PROBLEM TO WORK ON: Below are the records; repeat them in full, exactly.

Stored data

--- START ---

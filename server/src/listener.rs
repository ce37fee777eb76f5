//! Time-bounded connection acceptance.

use crate::connection::{ConnId, Connection, NetEvent};
use crate::session::SessionError;
use log::{info, warn};
use shared::ServerOpcode;
use std::time::{Duration, Instant};
use tokio::net::TcpListener;
use tokio::sync::mpsc;
use tokio::time::timeout;

/// Accepts up to `max_count` connections before the deadline, telling
/// everyone already in about each newcomer. Partial success is valid;
/// zero connections is not.
pub async fn accept_participants(
    listener: &TcpListener,
    max_count: usize,
    window: Duration,
    events: &mpsc::UnboundedSender<NetEvent>,
) -> Result<Vec<Connection>, SessionError> {
    let deadline = Instant::now() + window;
    let mut accepted: Vec<Connection> = Vec::new();
    let mut next_id: ConnId = 1;

    while accepted.len() < max_count {
        let remaining = deadline.saturating_duration_since(Instant::now());
        if remaining.is_zero() {
            break;
        }
        match timeout(remaining, listener.accept()).await {
            Ok(Ok((stream, addr))) => {
                info!(
                    "{} connected ({} of {})",
                    addr,
                    accepted.len() + 1,
                    max_count
                );
                accepted.push(Connection::spawn(next_id, stream, addr, events.clone()));
                next_id += 1;

                let notice = format!("{} connected!", addr);
                for conn in accepted.iter_mut() {
                    let _ = conn.send(ServerOpcode::Message, &[&notice]).await;
                }
            }
            Ok(Err(e)) => warn!("Accept failed: {}", e),
            Err(_) => break,
        }
    }

    if accepted.is_empty() {
        return Err(SessionError::NoParticipants);
    }
    info!("Accept window closed with {} connected", accepted.len());
    Ok(accepted)
}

--- END ---

WRITTEN ANSWER:
filename server/src/listener.rs
repository ce37fee777eb76f5
//! Time-bounded connection acceptance.

use crate::connection::{ConnId, Connection, NetEvent};
use crate::session::SessionError;
use log::{info, warn};
use shared::ServerOpcode;
use std::time::{Duration, Instant};
use tokio::net::TcpListener;
use tokio::sync::mpsc;
use tokio::time::timeout;

/// Accepts up to `max_count` connections before the deadline, telling
/// everyone already in about each newcomer. Partial success is valid;
/// zero connections is not.
pub async fn accept_participants(
    listener: &TcpListener,
    max_count: usize,
    window: Duration,
    events: &mpsc::UnboundedSender<NetEvent>,
) -> Result<Vec<Connection>, SessionError> {
    let deadline = Instant::now() + window;
    let mut accepted: Vec<Connection> = Vec::new();
    let mut next_id: ConnId = 1;

    while accepted.len() < max_count {
        let remaining = deadline.saturating_duration_since(Instant::now());
        if remaining.is_zero() {
            break;
        }
        match timeout(remaining, listener.accept()).await {
            Ok(Ok((stream, addr))) => {
                info!(
                    "{} connected ({} of {})",
                    addr,
                    accepted.len() + 1,
                    max_count
                );
                accepted.push(Connection::spawn(next_id, stream, addr, events.clone()));
                next_id += 1;

                let notice = format!("{} connected!", addr);
                for conn in accepted.iter_mut() {
                    let _ = conn.send(ServerOpcode::Message, &[&notice]).await;
                }
            }
            Ok(Err(e)) => warn!("Accept failed: {}", e),
            Err(_) => break,
        }
    }

    if accepted.is_empty() {
        return Err(SessionError::NoParticipants);
    }
    info!("Accept window closed with {} connected", accepted.len());
    Ok(accepted)
}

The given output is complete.